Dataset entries
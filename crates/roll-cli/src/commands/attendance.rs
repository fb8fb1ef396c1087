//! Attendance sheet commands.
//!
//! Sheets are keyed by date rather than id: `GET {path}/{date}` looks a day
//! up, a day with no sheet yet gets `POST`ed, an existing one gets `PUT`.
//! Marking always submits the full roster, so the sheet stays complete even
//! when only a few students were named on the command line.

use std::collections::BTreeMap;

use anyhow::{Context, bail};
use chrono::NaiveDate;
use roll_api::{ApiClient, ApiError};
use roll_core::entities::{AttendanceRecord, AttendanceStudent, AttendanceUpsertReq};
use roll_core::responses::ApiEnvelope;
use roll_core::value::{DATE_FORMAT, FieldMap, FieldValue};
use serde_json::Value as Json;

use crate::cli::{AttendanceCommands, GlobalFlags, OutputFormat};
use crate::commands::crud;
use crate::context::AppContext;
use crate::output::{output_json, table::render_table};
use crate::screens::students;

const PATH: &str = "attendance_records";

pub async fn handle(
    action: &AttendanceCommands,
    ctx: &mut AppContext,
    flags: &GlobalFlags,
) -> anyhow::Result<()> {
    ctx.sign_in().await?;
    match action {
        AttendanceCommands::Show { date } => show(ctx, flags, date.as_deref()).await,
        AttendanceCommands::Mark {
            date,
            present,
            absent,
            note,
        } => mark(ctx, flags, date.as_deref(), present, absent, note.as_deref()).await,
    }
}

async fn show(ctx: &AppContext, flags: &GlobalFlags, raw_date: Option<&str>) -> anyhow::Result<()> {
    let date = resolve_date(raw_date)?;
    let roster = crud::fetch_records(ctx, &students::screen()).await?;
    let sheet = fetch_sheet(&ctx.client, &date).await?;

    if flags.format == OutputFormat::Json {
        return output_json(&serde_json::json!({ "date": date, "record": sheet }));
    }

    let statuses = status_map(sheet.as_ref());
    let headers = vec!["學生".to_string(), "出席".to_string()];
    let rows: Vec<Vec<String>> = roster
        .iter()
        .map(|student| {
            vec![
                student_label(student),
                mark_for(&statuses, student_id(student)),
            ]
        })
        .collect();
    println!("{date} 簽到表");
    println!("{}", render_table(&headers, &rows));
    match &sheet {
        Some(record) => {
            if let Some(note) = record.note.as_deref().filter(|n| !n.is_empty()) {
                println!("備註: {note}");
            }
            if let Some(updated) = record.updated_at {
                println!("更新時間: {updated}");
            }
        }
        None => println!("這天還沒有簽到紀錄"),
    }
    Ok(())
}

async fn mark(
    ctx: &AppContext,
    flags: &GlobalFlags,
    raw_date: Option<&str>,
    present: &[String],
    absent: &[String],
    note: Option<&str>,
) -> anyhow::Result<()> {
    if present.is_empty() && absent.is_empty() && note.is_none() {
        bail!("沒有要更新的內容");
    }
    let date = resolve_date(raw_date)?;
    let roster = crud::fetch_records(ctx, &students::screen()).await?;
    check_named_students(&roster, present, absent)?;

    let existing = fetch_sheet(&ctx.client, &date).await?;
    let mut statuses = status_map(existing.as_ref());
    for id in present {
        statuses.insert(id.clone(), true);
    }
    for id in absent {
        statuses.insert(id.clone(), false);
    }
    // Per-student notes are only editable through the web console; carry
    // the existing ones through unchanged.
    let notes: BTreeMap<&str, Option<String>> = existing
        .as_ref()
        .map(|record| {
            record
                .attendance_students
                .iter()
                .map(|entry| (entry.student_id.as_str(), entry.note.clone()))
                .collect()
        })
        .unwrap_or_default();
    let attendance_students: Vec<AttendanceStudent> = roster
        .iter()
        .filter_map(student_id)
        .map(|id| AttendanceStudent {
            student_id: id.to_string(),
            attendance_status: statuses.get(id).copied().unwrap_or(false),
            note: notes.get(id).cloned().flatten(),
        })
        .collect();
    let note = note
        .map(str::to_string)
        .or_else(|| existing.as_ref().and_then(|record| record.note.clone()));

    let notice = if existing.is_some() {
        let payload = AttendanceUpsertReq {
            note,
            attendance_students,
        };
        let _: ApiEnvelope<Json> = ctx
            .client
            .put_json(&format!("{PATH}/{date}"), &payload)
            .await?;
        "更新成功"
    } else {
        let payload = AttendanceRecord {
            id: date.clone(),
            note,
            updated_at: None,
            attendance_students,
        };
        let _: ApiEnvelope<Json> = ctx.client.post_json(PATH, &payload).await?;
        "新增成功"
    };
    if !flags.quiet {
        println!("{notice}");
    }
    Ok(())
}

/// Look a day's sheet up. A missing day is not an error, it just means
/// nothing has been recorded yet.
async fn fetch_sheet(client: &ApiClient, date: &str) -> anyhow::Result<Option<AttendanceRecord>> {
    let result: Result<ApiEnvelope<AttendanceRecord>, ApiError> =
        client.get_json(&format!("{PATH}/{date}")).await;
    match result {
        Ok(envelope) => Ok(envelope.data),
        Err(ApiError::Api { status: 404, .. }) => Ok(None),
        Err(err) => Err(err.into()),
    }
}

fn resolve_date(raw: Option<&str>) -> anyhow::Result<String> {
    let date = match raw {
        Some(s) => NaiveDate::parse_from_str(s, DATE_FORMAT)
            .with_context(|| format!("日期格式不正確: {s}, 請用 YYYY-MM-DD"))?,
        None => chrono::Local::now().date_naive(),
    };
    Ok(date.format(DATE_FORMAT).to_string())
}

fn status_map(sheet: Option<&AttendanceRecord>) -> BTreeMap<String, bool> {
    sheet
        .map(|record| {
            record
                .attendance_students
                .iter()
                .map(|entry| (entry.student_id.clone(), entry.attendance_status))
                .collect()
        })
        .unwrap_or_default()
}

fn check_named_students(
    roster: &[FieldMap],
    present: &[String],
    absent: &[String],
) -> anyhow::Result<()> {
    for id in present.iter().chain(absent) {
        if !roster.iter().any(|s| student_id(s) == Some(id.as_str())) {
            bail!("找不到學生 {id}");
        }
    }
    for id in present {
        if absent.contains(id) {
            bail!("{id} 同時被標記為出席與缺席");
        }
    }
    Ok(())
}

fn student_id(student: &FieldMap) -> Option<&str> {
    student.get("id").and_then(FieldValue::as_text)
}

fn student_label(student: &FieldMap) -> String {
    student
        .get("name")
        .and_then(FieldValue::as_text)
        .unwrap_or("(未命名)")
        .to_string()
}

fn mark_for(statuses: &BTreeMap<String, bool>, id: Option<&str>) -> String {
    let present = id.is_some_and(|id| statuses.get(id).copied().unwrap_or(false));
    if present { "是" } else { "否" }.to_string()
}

• The task
Repeat exactly the lines of the data from the first one through the line with "use chrono::NaiveDate;", both of them included.

• Final answer
filename crates/roll-cli/src/commands/attendance.rs
repository fb8fb1ef396c1087
//! Attendance sheet commands.
//!
//! Sheets are keyed by date rather than id: `GET {path}/{date}` looks a day
//! up, a day with no sheet yet gets `POST`ed, an existing one gets `PUT`.
//! Marking always submits the full roster, so the sheet stays complete even
//! when only a few students were named on the command line.

use std::collections::BTreeMap;

use anyhow::{Context, bail};
use chrono::NaiveDate;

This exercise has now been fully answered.